═══ Record excerpts
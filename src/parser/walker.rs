use crate::config::END_TIMESTAMP;
use crate::dedup::{Insert, RecordSet};
use crate::parser::dates;
use crate::parser::entry::{self, Outcome};
use crate::parser::nodes::{Node, PageMarkup};
use crate::parser::rules::DATE_HEADING_ID_RE;
use crate::plog::ProjectLog;

/// What one page contributed, plus the date context to carry into the next
/// (older) page.
#[derive(Debug)]
pub struct WalkOutcome {
    pub carried_date: Option<i64>,
    pub records_added: usize,
    pub dup_skips: usize,
    pub ignored: usize,
    /// Page processing stopped early on a classification or date failure.
    pub aborted: bool,
}

impl WalkOutcome {
    fn new(carried_date: Option<i64>) -> Self {
        Self {
            carried_date,
            records_added: 0,
            dup_skips: 0,
            ignored: 0,
            aborted: false,
        }
    }
}

/// Walk one page's heading/list sequence, folding entries into the project
/// record set. Failures abort this page only; the caller moves on to the
/// next page with the returned date context.
pub fn walk_page(
    project: &str,
    page_id: u64,
    markup: &PageMarkup,
    carried_date: Option<i64>,
    records: &mut RecordSet,
    log: &mut ProjectLog,
) -> WalkOutcome {
    let mut out = WalkOutcome::new(carried_date);
    let nodes = &markup.nodes;

    let mut current: i64;
    let start: usize;

    if markup.is_continuation {
        // resume inside the list truncated on the previous (newer) revision
        let Some(date) = carried_date else {
            // crawl started mid-continuation; skip to the first full page
            log.info(&format!("continuation without carried date, skipping: {page_id}"));
            return out;
        };
        log.info(&format!("  continuing date: {date}"));
        match nodes.iter().position(|n| matches!(n, Node::List(_))) {
            Some(i) => {
                current = date;
                start = i;
            }
            None => {
                empty_page_guard(markup, page_id, &out, log);
                return out;
            }
        }
    } else {
        let Some(i) = nodes
            .iter()
            .position(|n| matches!(n, Node::Heading { id, .. } if DATE_HEADING_ID_RE.is_match(id)))
        else {
            if markup.log_too_large {
                log.warn(&format!("log too large to upload: {page_id}"));
            } else {
                log.info(&format!("no headings match date pattern: {page_id}"));
            }
            return out;
        };
        let Node::Heading { text, .. } = &nodes[i] else {
            unreachable!("position matched a heading");
        };
        match dates::resolve(text) {
            Ok(ts) => {
                current = ts;
                out.carried_date = Some(ts);
            }
            Err(e) => {
                log.error(&format!("unable to parse date: {:?}", e.text()));
                log.error(&format!("    page_id: {page_id}"));
                out.aborted = true;
                return out;
            }
        }
        start = i + 1;
    }

    for node in &nodes[start..] {
        match node {
            Node::Heading { id, text } if DATE_HEADING_ID_RE.is_match(id) => {
                match dates::resolve(text) {
                    Ok(ts) => {
                        current = ts;
                        out.carried_date = Some(ts);
                    }
                    Err(e) => {
                        log.error(&format!("unable to parse date: {:?}", e.text()));
                        log.error(&format!("    page_id: {page_id}"));
                        out.aborted = true;
                        return out;
                    }
                }
            }
            Node::Heading { .. } => {}
            Node::List(items) => {
                if current > END_TIMESTAMP {
                    // beyond the observation window
                    continue;
                }
                for item in items {
                    if item.toc {
                        continue;
                    }
                    match entry::classify(item) {
                        Outcome::Record(ex) => {
                            match records.insert(ex.into_record(project, current)) {
                                Insert::Added => out.records_added += 1,
                                Insert::Duplicate => out.dup_skips += 1,
                                Insert::Conflict { kept, discarded } => {
                                    log.error("  contradictory entries:");
                                    log.error(&format!("    keeping: {}", kept.tsv_row()));
                                    log.error(&format!("    discarding: {}", discarded.tsv_row()));
                                    out.dup_skips += 1;
                                }
                            }
                        }
                        Outcome::Ignore => out.ignored += 1,
                        Outcome::Error(reason) => {
                            log.error(&format!("  error parsing ({reason}): <<{}>>", item.text));
                            log.error(&format!("    page_id: {page_id}"));
                            out.aborted = true;
                            return out;
                        }
                    }
                }
            }
        }
    }

    empty_page_guard(markup, page_id, &out, log);
    out
}

/// A page that produced nothing is either an expected oversized-log stub or
/// a parse miss worth flagging; neither stops the run.
fn empty_page_guard(markup: &PageMarkup, page_id: u64, out: &WalkOutcome, log: &mut ProjectLog) {
    if out.records_added == 0 && out.dup_skips == 0 {
        if markup.log_too_large {
            log.warn(&format!("log too large to upload: {page_id}"));
        } else {
            log.error(&format!("found no entries in: {page_id}"));
        }
    }
}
══════
# Brief
Look through the entries above, and wherever a line holds the word "ProjectLog", copy it.

# Answer for this exercise
use crate::plog::ProjectLog;
    log: &mut ProjectLog,
fn empty_page_guard(markup: &PageMarkup, page_id: u64, out: &WalkOutcome, log: &mut ProjectLog) {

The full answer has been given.